* Work to be completed *
Give back nothing but the number of lines in these entries that contain the word "SELECT".

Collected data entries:
□ □ □ □ □

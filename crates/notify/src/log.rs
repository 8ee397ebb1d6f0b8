use async_trait::async_trait;
use daicho_core::notify::error::NotifyError;
use daicho_core::notify::port::Notifier;
use tracing::info;

/// # Summary
/// 未配置外部渠道时的兜底投递器：把通知完整写进结构化日志。
/// 开发与测试环境默认使用，保证"失败必须被记录、绝不静默丢弃"
/// 在没有任何外部渠道时依然成立。
pub struct LogNotifier;

#[async_trait]
impl Notifier for LogNotifier {
    async fn notify(&self, subject: &str, content: &str) -> Result<(), NotifyError> {
        info!(subject, content, "Notification (log channel)");
        Ok(())
    }
}
use async_trait::async_trait;
use chrono::Utc;
use daicho_core::common::UserId;
use daicho_core::ledger::entity::Wallet;
use daicho_core::ledger::port::{LedgerError, WalletLedger};
use dashmap::DashMap;
use rust_decimal::Decimal;
use sqlx::{SqliteConnection, SqlitePool};
use std::str::FromStr;
use std::sync::Arc;
use tokio::sync::{Mutex, OwnedMutexGuard};
use tracing::error;

/// # Summary
/// 钱包账本的 SQLite 实现，余额恒等式的唯一守护者。
///
/// # Invariants
/// - 每个操作 = 一个事务，事务全程持有该钱包的异步互斥锁（单写者纪律）。
/// - 每次变动后重读三项余额并复核 `total == available + locked`、`locked >= 0`；
///   违反即回滚、停写该钱包并发出 error 级告警。
/// - 被停写的钱包后续操作一律以 `WalletHalted` 快速失败，直到人工介入。
#[derive(Clone)]
pub struct SqliteWalletLedger {
    pool: SqlitePool,
    /// 钱包粒度的写锁表
    locks: Arc<DashMap<i64, Arc<Mutex<()>>>>,
    /// 恒等式故障后被停写的钱包及其故障描述
    halted: Arc<DashMap<i64, String>>,
}

impl SqliteWalletLedger {
    pub fn new(pool: SqlitePool) -> Self {
        Self {
            pool,
            locks: Arc::new(DashMap::new()),
            halted: Arc::new(DashMap::new()),
        }
    }

    /// # Logic
    /// 获取（必要时创建）目标钱包的互斥锁并加锁。
    /// 出入金/结算存储在开启事务前也经由此方法串行化同钱包操作。
    pub(crate) async fn lock_wallet(&self, user_id: UserId) -> OwnedMutexGuard<()> {
        let mutex = self
            .locks
            .entry(user_id.0)
            .or_insert_with(|| Arc::new(Mutex::new(())))
            .clone();
        mutex.lock_owned().await
    }

    /// 停写检查。恒等式故障过的钱包拒绝一切后续写入。
    pub(crate) fn ensure_not_halted(&self, user_id: UserId) -> Result<(), LedgerError> {
        if self.halted.contains_key(&user_id.0) {
            return Err(LedgerError::WalletHalted(user_id));
        }
        Ok(())
    }

    /// 事务内创建零余额钱包（注册流程专用）。
    pub(crate) async fn create_wallet_tx(
        &self,
        conn: &mut SqliteConnection,
        user_id: UserId,
    ) -> Result<(), LedgerError> {
        sqlx::query(
            "INSERT INTO wallets (user_id, balance_total, balance_available, balance_locked, updated_at) \
             VALUES (?, '0', '0', '0', ?)",
        )
        .bind(user_id.0)
        .bind(Utc::now())
        .execute(&mut *conn)
        .await
        .map_err(|e| LedgerError::Storage(e.to_string()))?;
        Ok(())
    }

    /// 事务内读取三项余额。
    pub(crate) async fn fetch_tx(
        &self,
        conn: &mut SqliteConnection,
        user_id: UserId,
    ) -> Result<(Decimal, Decimal, Decimal), LedgerError> {
        let row: Option<(String, String, String)> = sqlx::query_as(
            "SELECT balance_total, balance_available, balance_locked FROM wallets WHERE user_id = ?",
        )
        .bind(user_id.0)
        .fetch_optional(&mut *conn)
        .await
        .map_err(|e| LedgerError::Storage(e.to_string()))?;

        let (t, a, l) = row.ok_or(LedgerError::WalletNotFound(user_id))?;
        Ok((
            parse_balance(&t)?,
            parse_balance(&a)?,
            parse_balance(&l)?,
        ))
    }

    /// 事务内写回三项余额并追加账本流水。
    async fn write_tx(
        &self,
        conn: &mut SqliteConnection,
        user_id: UserId,
        total: Decimal,
        available: Decimal,
        locked: Decimal,
        action: &str,
        available_change: Decimal,
        locked_change: Decimal,
    ) -> Result<(), LedgerError> {
        sqlx::query(
            "UPDATE wallets SET balance_total = ?, balance_available = ?, balance_locked = ?, updated_at = ? \
             WHERE user_id = ?",
        )
        .bind(total.to_string())
        .bind(available.to_string())
        .bind(locked.to_string())
        .bind(Utc::now())
        .bind(user_id.0)
        .execute(&mut *conn)
        .await
        .map_err(|e| LedgerError::Storage(e.to_string()))?;

        sqlx::query(
            "INSERT INTO wallet_ledger (user_id, action_type, available_change, locked_change, created_at) \
             VALUES (?, ?, ?, ?, ?)",
        )
        .bind(user_id.0)
        .bind(action)
        .bind(available_change.to_string())
        .bind(locked_change.to_string())
        .bind(Utc::now())
        .execute(&mut *conn)
        .await
        .map_err(|e| LedgerError::Storage(e.to_string()))?;

        Ok(())
    }

    /// # Logic
    /// 变动后的恒等式复核：重读落库值并检查
    /// `total == available + locked` 且 `locked >= 0`。
    /// 违反时停写该钱包、发出告警并返回 `InvariantViolation`，
    /// 上层事务随错误回滚。
    pub(crate) async fn verify_tx(
        &self,
        conn: &mut SqliteConnection,
        user_id: UserId,
    ) -> Result<(), LedgerError> {
        let (total, available, locked) = self.fetch_tx(conn, user_id).await?;
        if total != available + locked || locked < Decimal::ZERO {
            let reason = format!(
                "total={} available={} locked={}",
                total, available, locked
            );
            self.halted.insert(user_id.0, reason);
            error!(
                user_id = user_id.0,
                %total,
                %available,
                %locked,
                "FATAL: wallet balance invariant violated, halting writes"
            );
            return Err(LedgerError::InvariantViolation {
                user_id,
                total,
                available,
                locked,
            });
        }
        Ok(())
    }

    /// 事务内入账（入金完成 / 结算盈亏，`amount` 可为负）。
    pub(crate) async fn credit_tx(
        &self,
        conn: &mut SqliteConnection,
        user_id: UserId,
        amount: Decimal,
        action: &str,
    ) -> Result<(), LedgerError> {
        let (total, available, locked) = self.fetch_tx(conn, user_id).await?;
        self.write_tx(
            conn,
            user_id,
            total + amount,
            available + amount,
            locked,
            action,
            amount,
            Decimal::ZERO,
        )
        .await?;
        self.verify_tx(conn, user_id).await
    }

    /// 事务内冻结（出金申请时保留资金）。可用不足直接拒绝，无任何变动。
    pub(crate) async fn lock_tx(
        &self,
        conn: &mut SqliteConnection,
        user_id: UserId,
        amount: Decimal,
    ) -> Result<(), LedgerError> {
        let (total, available, locked) = self.fetch_tx(conn, user_id).await?;
        if available < amount {
            return Err(LedgerError::InsufficientFunds {
                required: amount,
                actual: available,
            });
        }
        self.write_tx(
            conn,
            user_id,
            total,
            available - amount,
            locked + amount,
            "LockFunds",
            -amount,
            amount,
        )
        .await?;
        self.verify_tx(conn, user_id).await
    }

    /// 事务内解冻结算。`commit = true`：资金扣出系统（出金批准）；
    /// `commit = false`：归还可用（出金取消）。
    pub(crate) async fn settle_tx(
        &self,
        conn: &mut SqliteConnection,
        user_id: UserId,
        amount: Decimal,
        commit: bool,
        action: &str,
    ) -> Result<(), LedgerError> {
        let (total, available, locked) = self.fetch_tx(conn, user_id).await?;
        if commit {
            self.write_tx(
                conn,
                user_id,
                total - amount,
                available,
                locked - amount,
                action,
                Decimal::ZERO,
                -amount,
            )
            .await?;
        } else {
            self.write_tx(
                conn,
                user_id,
                total,
                available + amount,
                locked - amount,
                action,
                amount,
                -amount,
            )
            .await?;
        }
        self.verify_tx(conn, user_id).await
    }
}

fn parse_balance(raw: &str) -> Result<Decimal, LedgerError> {
    Decimal::from_str(raw).map_err(|e| LedgerError::Storage(format!("corrupt balance '{}': {}", raw, e)))
}

#[async_trait]
impl WalletLedger for SqliteWalletLedger {
    async fn credit(&self, user_id: UserId, amount: Decimal) -> Result<(), LedgerError> {
        let _guard = self.lock_wallet(user_id).await;
        self.ensure_not_halted(user_id)?;

        let mut tx = self
            .pool
            .begin()
            .await
            .map_err(|e| LedgerError::Storage(e.to_string()))?;
        self.credit_tx(&mut tx, user_id, amount, "Credit").await?;
        tx.commit()
            .await
            .map_err(|e| LedgerError::Storage(e.to_string()))
    }

    async fn lock(&self, user_id: UserId, amount: Decimal) -> Result<(), LedgerError> {
        let _guard = self.lock_wallet(user_id).await;
        self.ensure_not_halted(user_id)?;

        let mut tx = self
            .pool
            .begin()
            .await
            .map_err(|e| LedgerError::Storage(e.to_string()))?;
        self.lock_tx(&mut tx, user_id, amount).await?;
        tx.commit()
            .await
            .map_err(|e| LedgerError::Storage(e.to_string()))
    }

    async fn settle_lock(
        &self,
        user_id: UserId,
        amount: Decimal,
        commit: bool,
    ) -> Result<(), LedgerError> {
        let _guard = self.lock_wallet(user_id).await;
        self.ensure_not_halted(user_id)?;

        let mut tx = self
            .pool
            .begin()
            .await
            .map_err(|e| LedgerError::Storage(e.to_string()))?;
        let action = if commit { "SettleCommit" } else { "SettleRelease" };
        self.settle_tx(&mut tx, user_id, amount, commit, action)
            .await?;
        tx.commit()
            .await
            .map_err(|e| LedgerError::Storage(e.to_string()))
    }

    async fn wallet(&self, user_id: UserId) -> Result<Wallet, LedgerError> {
        let row: Option<(String, String, String, chrono::DateTime<Utc>)> = sqlx::query_as(
            "SELECT balance_total, balance_available, balance_locked, updated_at \
             FROM wallets WHERE user_id = ?",
        )
        .bind(user_id.0)
        .fetch_optional(&self.pool)
        .await
        .map_err(|e| LedgerError::Storage(e.to_string()))?;

        let (t, a, l, updated_at) = row.ok_or(LedgerError::WalletNotFound(user_id))?;
        Ok(Wallet {
            user_id,
            balance_total: parse_balance(&t)?,
            balance_available: parse_balance(&a)?,
            balance_locked: parse_balance(&l)?,
            updated_at,
        })
    }
}
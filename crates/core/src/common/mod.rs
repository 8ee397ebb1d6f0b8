use serde::{Deserialize, Serialize};
use std::fmt;

pub mod time;

/// # Summary
/// 系统内的唯一用户标识。钱包、出入金、KYC 与子账户持仓全部以它为归属键。
///
/// # Invariants
/// - UserId 在整个系统中必须全局唯一（由存储层自增主键保证）。
#[derive(Debug, Clone, Copy, Hash, Eq, PartialEq, PartialOrd, Ord, Serialize, Deserialize)]
pub struct UserId(pub i64);

impl fmt::Display for UserId {
    fn fmt(&self, f: &mut fmt::Formatter<'_>) -> fmt::Result {
        write!(f, "{}", self.0)
    }
}

/// # Summary
/// 跟单分组标识。父仓复制与资金权重计算均以 Group 为作用域。
#[derive(Debug, Clone, Copy, Hash, Eq, PartialEq, PartialOrd, Ord, Serialize, Deserialize)]
pub struct GroupId(pub i64);

impl fmt::Display for GroupId {
    fn fmt(&self, f: &mut fmt::Formatter<'_>) -> fmt::Result {
        write!(f, "{}", self.0)
    }
}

□ □ □ □ □

* Exercise response *
2